Errada, porque a maioridade não impede o pedido; ela é justamente o momento a partir do qual a opção pela nacionalidade pode ser exercida.
- C)Luca tem direito à nacionalidade brasileira, mas, ainda que a obtenha, não será considerado brasileiro nato.
Errada, porque, se ele fizer a opção prevista na Constituição, será considerado brasileiro nato, e não naturalizado.
- D)Luca deverá ir residir no Brasil e fazer a opção pela nacionalidade brasileira.

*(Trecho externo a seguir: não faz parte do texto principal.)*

//! Data models
//!
//! Shared between the REST backend payloads and the client.
//! All IDs are `i64`.

pub mod category;
pub mod task;

// Re-exports
pub use category::*;
pub use task::*;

Certa, porque o filho de brasileiro nascido no exterior, sem registro em repartição brasileira, deve residir no Brasil e depois optar pela nacionalidade brasileira.
Gabarito: D
A Constituição trata a nacionalidade com um cuidado bem direto: nascer no exterior de pai ou mãe brasileiros pode, sim, gerar nacionalidade brasileira nata, mas isso depende de alguns caminhos previstos no art. 12, I, da CF. No caso de filho de brasileiro nascido fora do Brasil, há duas portas principais: o registro em repartição brasileira competente ou, se isso não ocorreu, a residência no Brasil e a posterior opção pela nacionalidade brasileira, depois de atingida a maioridade. Aqui está o detalhe que derruba muita gente: nascer no exterior não impede a nacionalidade brasileira, e o fato de os pais terem feito apenas o registro italiano não fecha a história. Como Luca é filho de brasileiro, ele pode buscar a nacionalidade brasileira pela via constitucional adequada. O ponto é que, como não houve registro em repartição brasileira, ele precisa residir no Brasil e depois formalizar a opção. A opção pela nacionalidade, nesse caso, é um ato personalíssimo e voluntário, feito após a maioridade. Por isso, ser maior de idade não atrapalha, ao contrário: é justamente a partir daí que a opção se torna possível. Esse é o caminho correto indicado pela CF/88, art. 12, I, c. Então o gabarito D está certo porque descreve exatamente o procedimento constitucional para o filho de brasileiro nascido no exterior e não registrado em repartição brasileira: morar no Brasil e optar pela nacionalidade brasileira. Simples, elegante e sem drama de novela europeia.